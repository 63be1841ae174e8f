//! Command line interface definition using clap.
//!
//! This module defines the [`Cli`] structure. Every option is independent;
//! none of them conflict with each other.

use camino::Utf8PathBuf;
use clap::Parser;
use std::path::PathBuf;

/// Default name of the graph file written by the analyzer.
pub const DEFAULT_OUTPUT: &str = "graph.txt";

/// Clean, build, and run the TypeScript graph extractor.
#[derive(Debug, Clone, Parser, PartialEq, Eq)]
#[command(author, version, about, long_about = None)]
pub struct Cli {
    /// Skip build stage.
    #[arg(short = 'n', long = "no-build", action = clap::ArgAction::SetFalse)]
    pub build: bool,

    /// Run the analyzer on the given input files (default: do not run anything).
    #[arg(short, long, value_name = "INPUT", num_args = 1..)]
    pub input: Vec<Utf8PathBuf>,

    /// Save the graph inside the file named OUTPUT.
    #[arg(short, long, value_name = "OUTPUT", default_value = DEFAULT_OUTPUT)]
    pub output: String,

    /// Print logs and output results.
    #[arg(short, long)]
    pub verbose: bool,

    /// Before building, remove build and output directories.
    #[arg(short, long)]
    pub clean: bool,

    /// Repository root; defaults to the parent of the executable's directory.
    #[arg(long, value_name = "DIR", env = toolchain_env::ROOT_ENV)]
    pub root: Option<PathBuf>,
}

impl Default for Cli {
    fn default() -> Self {
        Self {
            build: true,
            input: Vec::new(),
            output: DEFAULT_OUTPUT.to_owned(),
            verbose: false,
            clean: false,
            root: None,
        }
    }
}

**REQUIREMENT**: Without changing a single character, write out all of the entries.

**SOLUTION**:
repository 63be1841ae174e8f
//! Command line interface definition using clap.
//!
//! This module defines the [`Cli`] structure. Every option is independent;
//! none of them conflict with each other.

use camino::Utf8PathBuf;
use clap::Parser;
use std::path::PathBuf;

/// Default name of the graph file written by the analyzer.
pub const DEFAULT_OUTPUT: &str = "graph.txt";

/// Clean, build, and run the TypeScript graph extractor.
#[derive(Debug, Clone, Parser, PartialEq, Eq)]
#[command(author, version, about, long_about = None)]
pub struct Cli {
    /// Skip build stage.
    #[arg(short = 'n', long = "no-build", action = clap::ArgAction::SetFalse)]
    pub build: bool,

    /// Run the analyzer on the given input files (default: do not run anything).
    #[arg(short, long, value_name = "INPUT", num_args = 1..)]
    pub input: Vec<Utf8PathBuf>,

    /// Save the graph inside the file named OUTPUT.
    #[arg(short, long, value_name = "OUTPUT", default_value = DEFAULT_OUTPUT)]
    pub output: String,

    /// Print logs and output results.
    #[arg(short, long)]
    pub verbose: bool,

    /// Before building, remove build and output directories.
    #[arg(short, long)]
    pub clean: bool,

    /// Repository root; defaults to the parent of the executable's directory.
    #[arg(long, value_name = "DIR", env = toolchain_env::ROOT_ENV)]
    pub root: Option<PathBuf>,
}

impl Default for Cli {
    fn default() -> Self {
        Self {
            build: true,
            input: Vec::new(),
            output: DEFAULT_OUTPUT.to_owned(),
            verbose: false,
            clean: false,
            root: None,
        }
    }
}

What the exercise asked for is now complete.